> _DATASET_
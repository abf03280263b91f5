//! Direct Linux syscalls and frame-pointer stack traces for x86_64
//!
//! This crate talks to the kernel without a C runtime in between. Each
//! syscall wrapper places its arguments in the registers the kernel ABI
//! demands and returns RAX untouched.
//!
//! # Calling Convention
//!
//! | Aspect | x86_64 |
//! |--------|--------|
//! | Instruction | `syscall` |
//! | Syscall Number | RAX |
//! | Arguments | RDI, RSI, RDX, R10, R8, R9 |
//! | Return Value | RAX (`-errno` on failure) |
//! | Clobbered | RCX, R11 |
//!
//! # Modules
//!
//! - syscall wrappers (`sys_*`) and `cpu_clock`
//! - [`trace`] - stack capture by walking saved frame pointers
//! - [`io`] - whole-buffer read/write built on the raw wrappers
//! - [`mem`] - mmap/munmap with typed flags and `Errno` results
//! - [`runtime`] - C library collaborators (feature `libc`)
//!
//! Raw results are plain `i64`; [`Errno::demux`] turns one into a `Result`.

#![cfg_attr(not(test), no_std)]

#[cfg(not(all(target_arch = "x86_64", target_os = "linux")))]
compile_error!("goku-sys only supports x86_64 Linux");

mod x86_64;
pub use x86_64::*;

mod types;
pub use types::*;

mod error;
pub use error::{Errno, SysResult};

pub mod io;
pub mod mem;
pub mod trace;

#[cfg(feature = "libc")]
pub mod runtime;

pub use trace::{StackTrace, save_stack_trace};
//! Frame-pointer stack traces
//!
//! Walks the `rbp` chain without consulting DWARF. Every frame on the path
//! must keep a frame pointer (`-C force-frame-pointers=yes`, set in
//! `.cargo/config.toml`); a function that omits it ends the walk early or
//! yields a bogus tail. Nothing checks the chain against the real stack
//! bounds, so a corrupted `rbp` can still fault.
//!
//! Frame record layout at `rbp`:
//!
//! ```text
//! rbp + 8  -> return address into the caller
//! rbp + 0  -> caller's saved rbp
//! ```

use core::fmt;

/// Fill `buf` with return addresses, innermost first.
///
/// The first entry is the return address into the function that called
/// `save_stack_trace`. Returns how many entries were written, which is less
/// than `buf.len()` when the chain ends first.
#[inline(always)]
pub fn save_stack_trace(buf: &mut [usize]) -> usize {
    unsafe { walk_current(buf.as_mut_ptr(), buf.len()) }
}

/// Push a frame record and walk from it.
///
/// The record is built by hand so its address does not depend on where the
/// optimizer places a prologue. It links to the caller's `rbp` and holds the
/// return address into the caller, which becomes entry 0.
#[unsafe(naked)]
unsafe extern "C" fn walk_current(buf: *mut usize, len: usize) -> usize {
    core::arch::naked_asm!(
        "push rbp",
        "mov rbp, rsp",
        // buf and len are already in rdi/rsi; the record is the third argument
        "mov rdx, rbp",
        "call {walk}",
        "pop rbp",
        "ret",
        walk = sym walk_from,
    )
}

extern "C" fn walk_from(buf: *mut usize, len: usize, fp: *const usize) -> usize {
    unsafe { walk_frames(fp, core::slice::from_raw_parts_mut(buf, len)) }
}

/// Walk a frame chain starting at `fp`.
///
/// Stops when `buf` is full or the saved frame pointer does not move to a
/// strictly higher address (stack bottom, cycle, or garbage). With an empty
/// `buf` no memory is read.
///
/// # Safety
///
/// `fp` and every record reachable from it through increasing links must be
/// readable for two words.
pub unsafe fn walk_frames(mut fp: *const usize, buf: &mut [usize]) -> usize {
    let mut i = 0;
    while i < buf.len() {
        let (next, pc) = unsafe { (*fp as *const usize, *fp.add(1)) };
        if next <= fp {
            return i;
        }
        buf[i] = pc;
        fp = next;
        i += 1;
    }
    i
}

/// Owned snapshot of up to `N` return addresses
#[derive(Clone, Copy)]
pub struct StackTrace<const N: usize> {
    frames: [usize; N],
    len: usize,
}

impl<const N: usize> StackTrace<N> {
    /// Capture the caller's stack.
    ///
    /// Entry 0 is the return address into the function calling `capture`.
    #[inline(always)]
    pub fn capture() -> Self {
        let mut frames = [0usize; N];
        let len = save_stack_trace(&mut frames);
        Self { frames, len }
    }

    pub fn as_slice(&self) -> &[usize] {
        &self.frames[..self.len]
    }

    pub fn len(&self) -> usize {
        self.len
    }

    pub fn is_empty(&self) -> bool {
        self.len == 0
    }

    fn frames(&self) -> impl Iterator<Item = Frame> + '_ {
        self.as_slice().iter().enumerate().map(|(n, &pc)| Frame { n, pc })
    }

    /// Emit the trace through `log`, one frame per record.
    pub fn log(&self, level: log::Level) {
        log::log!(level, "Stack backtrace:");
        if self.is_empty() {
            log::log!(level, "{}", NO_FRAMES);
        }
        for frame in self.frames() {
            log::log!(level, "{}", frame);
        }
    }
}

const NO_FRAMES: &str = "  <no frames available>";

/// One line of a printed trace
struct Frame {
    n: usize,
    pc: usize,
}

impl fmt::Display for Frame {
    fn fmt(&self, f: &mut fmt::Formatter<'_>) -> fmt::Result {
        write!(f, "  #{}: {:#018x}", self.n, self.pc)
    }
}

impl<const N: usize> fmt::Debug for StackTrace<N> {
    fn fmt(&self, f: &mut fmt::Formatter<'_>) -> fmt::Result {
        f.debug_list()
            .entries(self.as_slice().iter().map(|pc| Hex(*pc)))
            .finish()
    }
}

impl<const N: usize> fmt::Display for StackTrace<N> {
    fn fmt(&self, f: &mut fmt::Formatter<'_>) -> fmt::Result {
        if self.is_empty() {
            return writeln!(f, "{}", NO_FRAMES);
        }
        for frame in self.frames() {
            writeln!(f, "{}", frame)?;
        }
        Ok(())
    }
}

struct Hex(usize);

impl fmt::Debug for Hex {
    fn fmt(&self, f: &mut fmt::Formatter<'_>) -> fmt::Result {
        write!(f, "{:#x}", self.0)
    }
}

/// Maximum depth reported by [`log_stack_trace`]
const MAX_LOGGED_FRAMES: usize = 32;

/// Capture the current stack and log it, starting at the caller.
#[inline(always)]
pub fn log_stack_trace(level: log::Level) {
    StackTrace::<MAX_LOGGED_FRAMES>::capture().log(level);
}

> _EXERCISE_
Reproduce exactly the lines running from the one with "Maximum depth reported" to the last line of the listing above. Add nothing else.

> _ANSWER TO THIS EXERCISE_
/// Maximum depth reported by [`log_stack_trace`]
const MAX_LOGGED_FRAMES: usize = 32;

/// Capture the current stack and log it, starting at the caller.
#[inline(always)]
pub fn log_stack_trace(level: log::Level) {
    StackTrace::<MAX_LOGGED_FRAMES>::capture().log(level);
}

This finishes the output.